Rust on Super Blue?
Rust on Super Blue?
I'm sucker for aging things, like my brass zippo, leather and denim. When I received my Caly 3 Super Blue, I am definitely going to let it patina naturally. I am going to apply Tuf-Glide to the pivot area and part of the tang. I'm concerned about the potential of rust forming though. I've been researching about rust on Super Blue and haven't really found anything (maybe that's the answer to my question :P).

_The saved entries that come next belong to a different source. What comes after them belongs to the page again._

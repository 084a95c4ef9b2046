//! Hash index over a value log.

use super::DataMap;
use crate::error::CoreResult;
use crate::list::DataList;
use geostore_codec::DataType;
use std::collections::HashMap;

/// A map appending values to a list and indexing their positions in an
/// in-heap `HashMap`.
///
/// Keys may arrive in any order. Overwriting a key appends a new value and
/// leaves the old one unreachable in the log.
#[derive(Debug)]
pub struct IndexedDataMap<D: DataType> {
    index: HashMap<i64, u64>,
    values: DataList<D>,
}

impl<D: DataType> IndexedDataMap<D> {
    /// Creates an empty map over `values`.
    #[must_use]
    pub fn new(values: DataList<D>) -> Self {
        Self {
            index: HashMap::new(),
            values,
        }
    }

    /// Returns the underlying value log.
    pub fn values(&self) -> &DataList<D> {
        &self.values
    }
}

impl<D: DataType> DataMap<D::Value> for IndexedDataMap<D> {
    fn put(&mut self, key: i64, value: &D::Value) -> CoreResult<()> {
        let position = self.values.add(value)?;
        self.index.insert(key, position);
        Ok(())
    }

    fn get(&self, key: i64) -> CoreResult<Option<D::Value>> {
        match self.index.get(&key) {
            Some(position) => self.values.get(*position).map(Some),
            None => Ok(None),
        }
    }

    fn contains_key(&self, key: i64) -> CoreResult<bool> {
        Ok(self.index.contains_key(&key))
    }

    fn delete(&mut self, key: i64) -> CoreResult<bool> {
        Ok(self.index.remove(&key).is_some())
    }

    fn len(&self) -> u64 {
        self.index.len() as u64
    }

    fn close(&self) -> CoreResult<()> {
        self.values.close()
    }

    fn clean(&self) -> CoreResult<()> {
        self.values.clean()
    }
}
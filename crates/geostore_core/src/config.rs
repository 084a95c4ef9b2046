//! Cache configuration.

use crate::error::CoreResult;
use crate::list::DataList;
use crate::map::{DenseDataMap, IndexedDataMap, SortedDataMap, DEFAULT_CHUNK_SHIFT};
use geostore_codec::{DataType, LongDataType};
use geostore_storage::{Memory, MemoryKind, DEFAULT_SEGMENT_SIZE};
use serde::{Deserialize, Serialize};
use std::fs;
use std::path::{Path, PathBuf};

/// Default number of entries buffered by a [`crate::BatchWriter`].
pub const DEFAULT_BATCH_SIZE: usize = 1000;

/// Configuration for the lists and maps of one cache.
///
/// Every named structure gets its own memory; for the mapped kinds that is
/// a file or directory named after the structure inside `cache_dir`.
#[derive(Debug, Clone, PartialEq, Eq, Serialize, Deserialize)]
#[serde(default)]
pub struct CacheConfig {
    /// Memory backend for every structure.
    pub memory: MemoryKind,

    /// Segment size in bytes.
    pub segment_size: usize,

    /// Entries buffered before a batch is flushed.
    pub batch_size: usize,

    /// Chunk width of sorted maps.
    pub chunk_shift: u32,

    /// Root directory of the mapped kinds.
    pub cache_dir: PathBuf,
}

impl Default for CacheConfig {
    fn default() -> Self {
        Self {
            memory: MemoryKind::default(),
            segment_size: DEFAULT_SEGMENT_SIZE,
            batch_size: DEFAULT_BATCH_SIZE,
            chunk_shift: DEFAULT_CHUNK_SHIFT,
            cache_dir: PathBuf::from("cache"),
        }
    }
}

impl CacheConfig {
    /// Creates a configuration with default values.
    #[must_use]
    pub fn new() -> Self {
        Self::default()
    }

    /// Loads a configuration from a JSON file. Missing fields take their
    /// default value.
    ///
    /// # Errors
    ///
    /// Returns an error if the file cannot be read or parsed.
    pub fn from_json_file(path: &Path) -> CoreResult<Self> {
        let text = fs::read_to_string(path)?;
        Ok(serde_json::from_str(&text)?)
    }

    /// Writes the configuration as pretty-printed JSON.
    ///
    /// # Errors
    ///
    /// Returns an error if the file cannot be written.
    pub fn to_json_file(&self, path: &Path) -> CoreResult<()> {
        fs::write(path, serde_json::to_string_pretty(self)?)?;
        Ok(())
    }

    /// Sets the memory backend.
    #[must_use]
    pub const fn memory_kind(mut self, kind: MemoryKind) -> Self {
        self.memory = kind;
        self
    }

    /// Sets the segment size.
    #[must_use]
    pub const fn segment_size(mut self, size: usize) -> Self {
        self.segment_size = size;
        self
    }

    /// Sets the batch size.
    #[must_use]
    pub const fn batch_size(mut self, size: usize) -> Self {
        self.batch_size = size;
        self
    }

    /// Sets the chunk width of sorted maps.
    #[must_use]
    pub const fn chunk_shift(mut self, shift: u32) -> Self {
        self.chunk_shift = shift;
        self
    }

    /// Sets the cache directory.
    #[must_use]
    pub fn cache_dir(mut self, dir: impl Into<PathBuf>) -> Self {
        self.cache_dir = dir.into();
        self
    }

    /// Returns the path used by the structure `name`.
    #[must_use]
    pub fn path(&self, name: &str) -> PathBuf {
        self.cache_dir.join(name)
    }

    /// Opens the memory of the structure `name`.
    ///
    /// # Errors
    ///
    /// Returns an error if the memory cannot be created.
    pub fn memory(&self, name: &str) -> CoreResult<Memory> {
        Ok(self.memory.open(&self.path(name), self.segment_size)?)
    }

    /// Opens a fixed-size list named `name`.
    ///
    /// # Errors
    ///
    /// Returns an error if the memory cannot be created or the layout is invalid.
    pub fn fixed_list<D: DataType>(&self, name: &str, data_type: D) -> CoreResult<DataList<D>> {
        DataList::fixed(self.memory(name)?, data_type)
    }

    /// Opens a variable-size list named `name`, with its offsets in
    /// `<name>_offsets`.
    ///
    /// # Errors
    ///
    /// Returns an error if a memory cannot be created.
    pub fn variable_list<D: DataType>(&self, name: &str, data_type: D) -> CoreResult<DataList<D>> {
        let offsets = self.fixed_list(&format!("{name}_offsets"), LongDataType)?;
        DataList::variable(self.memory(name)?, offsets, data_type)
    }

    /// Opens a list named `name`, fixed-size when the codec allows it.
    ///
    /// # Errors
    ///
    /// Returns an error if a memory cannot be created or the layout is invalid.
    pub fn list<D: DataType>(&self, name: &str, data_type: D) -> CoreResult<DataList<D>> {
        if data_type.fixed_size().is_some() {
            self.fixed_list(name, data_type)
        } else {
            self.variable_list(name, data_type)
        }
    }

    /// Reopens a list named `name` that already holds `len` elements.
    ///
    /// Fixed-size lists are restored with [`DataList::with_len`]; a
    /// variable-size list restores its offsets and resumes after the last
    /// element.
    ///
    /// # Errors
    ///
    /// Returns an error if a memory cannot be opened or the last element
    /// cannot be read back.
    pub fn list_with_len<D: DataType>(
        &self,
        name: &str,
        data_type: D,
        len: u64,
    ) -> CoreResult<DataList<D>> {
        if data_type.fixed_size().is_some() {
            DataList::with_len(self.memory(name)?, data_type, len)
        } else {
            let offsets = DataList::with_len(self.memory(&format!("{name}_offsets"))?, LongDataType, len)?;
            DataList::variable(self.memory(name)?, offsets, data_type)
        }
    }

    /// Opens a dense map named `name`.
    ///
    /// # Errors
    ///
    /// Returns an error if the memory cannot be created or `data_type` is
    /// not fixed-size.
    pub fn dense_map<D: DataType>(&self, name: &str, data_type: D) -> CoreResult<DenseDataMap<D>> {
        DenseDataMap::new(self.fixed_list(name, data_type)?)
    }

    /// Opens a sorted map named `name`, stored as `<name>_chunks`,
    /// `<name>_keys` and `<name>_values`.
    ///
    /// # Errors
    ///
    /// Returns an error if a memory cannot be created.
    pub fn sorted_map<D: DataType>(&self, name: &str, data_type: D) -> CoreResult<SortedDataMap<D>> {
        SortedDataMap::with_chunk_shift(
            self.fixed_list(&format!("{name}_chunks"), LongDataType)?,
            self.fixed_list(&format!("{name}_keys"), LongDataType)?,
            self.list(&format!("{name}_values"), data_type)?,
            self.chunk_shift,
        )
    }

    /// Reopens a persisted sorted map named `name` with `chunks` chunk
    /// offsets and `entries` stored entries, as reported by
    /// [`SortedDataMap::chunk_count`] and [`SortedDataMap::entry_count`]
    /// before it was closed.
    ///
    /// # Errors
    ///
    /// Returns an error if a memory cannot be opened or the stored lists
    /// are inconsistent.
    pub fn reopen_sorted_map<D: DataType>(
        &self,
        name: &str,
        data_type: D,
        chunks: u64,
        entries: u64,
    ) -> CoreResult<SortedDataMap<D>> {
        SortedDataMap::with_chunk_shift(
            DataList::with_len(self.memory(&format!("{name}_chunks"))?, LongDataType, chunks)?,
            DataList::with_len(self.memory(&format!("{name}_keys"))?, LongDataType, entries)?,
            self.list_with_len(&format!("{name}_values"), data_type, entries)?,
            self.chunk_shift,
        )
    }

    /// Opens an indexed map whose values are stored as `<name>`.
    ///
    /// # Errors
    ///
    /// Returns an error if a memory cannot be created.
    pub fn indexed_map<D: DataType>(&self, name: &str, data_type: D) -> CoreResult<IndexedDataMap<D>> {
        Ok(IndexedDataMap::new(self.list(name, data_type)?))
    }
}

#[cfg(test)]
mod tests {
    use super::*;
    use crate::map::DataMap;
    use geostore_codec::{CoordinateDataType, LongListDataType};
    use tempfile::tempdir;

    #[test]
    fn default_config() {
        let config = CacheConfig::default();
        assert_eq!(config.memory, MemoryKind::OffHeap);
        assert_eq!(config.segment_size, 1 << 20);
        assert_eq!(config.batch_size, 1000);
        assert_eq!(config.chunk_shift, 8);
    }

    #[test]
    fn builder_pattern() {
        let config = CacheConfig::new()
            .memory_kind(MemoryKind::MappedDirectory)
            .segment_size(4096)
            .batch_size(10)
            .cache_dir("/tmp/cache");

        assert_eq!(config.memory, MemoryKind::MappedDirectory);
        assert_eq!(config.segment_size, 4096);
        assert_eq!(config.batch_size, 10);
        assert_eq!(config.path("coordinates"), PathBuf::from("/tmp/cache/coordinates"));
    }

    #[test]
    fn json_round_trip_and_partial_files() {
        let dir = tempdir().unwrap();
        let path = dir.path().join("geostore.json");

        let config = CacheConfig::new().memory_kind(MemoryKind::MappedFile);
        config.to_json_file(&path).unwrap();
        assert_eq!(CacheConfig::from_json_file(&path).unwrap(), config);

        fs::write(&path, r#"{ "memory": "on_heap", "segment_size": 512 }"#).unwrap();
        let partial = CacheConfig::from_json_file(&path).unwrap();
        assert_eq!(partial.memory, MemoryKind::OnHeap);
        assert_eq!(partial.segment_size, 512);
        assert_eq!(partial.batch_size, DEFAULT_BATCH_SIZE);

        fs::write(&path, "{ not json").unwrap();
        assert!(matches!(
            CacheConfig::from_json_file(&path),
            Err(crate::CoreError::Config(_))
        ));
    }

    #[test]
    fn named_structures_land_in_cache_dir() {
        let dir = tempdir().unwrap();
        let config = CacheConfig::new()
            .memory_kind(MemoryKind::MappedDirectory)
            .segment_size(1024)
            .cache_dir(dir.path());

        let mut coordinates = config.dense_map("coordinates", CoordinateDataType).unwrap();
        coordinates.put(0, &geostore_codec::Coordinate::new(1.0, 2.0)).unwrap();

        let mut references = config.sorted_map("references", LongListDataType::default()).unwrap();
        references.put(1, &vec![0]).unwrap();

        for name in ["coordinates", "references_chunks", "references_keys", "references_values", "references_values_offsets"] {
            assert!(dir.path().join(name).is_dir(), "{name}");
        }

        references.clean().unwrap();
        assert!(!dir.path().join("references_keys").exists());
        assert!(dir.path().join("coordinates").exists());
    }

    #[test]
    fn sorted_map_reopens_with_its_counts() {
        let dir = tempdir().unwrap();
        let config = CacheConfig::new()
            .memory_kind(MemoryKind::MappedFile)
            .segment_size(1024)
            .cache_dir(dir.path());

        let (chunks, entries) = {
            let mut ways = config.sorted_map("ways", LongListDataType::default()).unwrap();
            ways.put(3, &vec![1, 2]).unwrap();
            ways.put(3, &vec![4]).unwrap();
            ways.put(900, &vec![]).unwrap();
            ways.close().unwrap();
            (ways.chunk_count(), ways.entry_count())
        };

        let mut ways = config
            .reopen_sorted_map("ways", LongListDataType::default(), chunks, entries)
            .unwrap();
        assert_eq!(ways.len(), 2);
        assert_eq!(ways.get(3).unwrap(), Some(vec![4]));
        assert_eq!(ways.get(900).unwrap(), Some(vec![]));
        assert!(matches!(ways.put(5, &vec![5]), Err(crate::CoreError::UnsortedKey { .. })));
        ways.put(1_000, &vec![7]).unwrap();
        assert_eq!(ways.get(1_000).unwrap(), Some(vec![7]));
    }
}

Does patina eventually lead to rust? Is running water and wiping the blade enough after each use? Basically, I want the patina and a great amount of it, but with zero rust. Is that possible?
Thanks guys!
Does patina eventually lead to rust? Is running water and wiping the blade enough after each use? Basically, I want the patina and a great amount of it, but with zero rust. Is that possible?
Thanks guys!
You should be fine, Dub. Just don't 'ride 'er hard and put 'er up wet'
SB will begin to patina very quickly, then kinda level off at a light/med grey. If you want the really dark look, you'll probably have to manipulate it.
Unless you're using it for food, I'd put some Tuf-Glide over the blade once you get it where you like it. Just gives you an extra layer of protection.
Ken
SB will begin to patina very quickly, then kinda level off at a light/med grey. If you want the really dark look, you'll probably have to manipulate it.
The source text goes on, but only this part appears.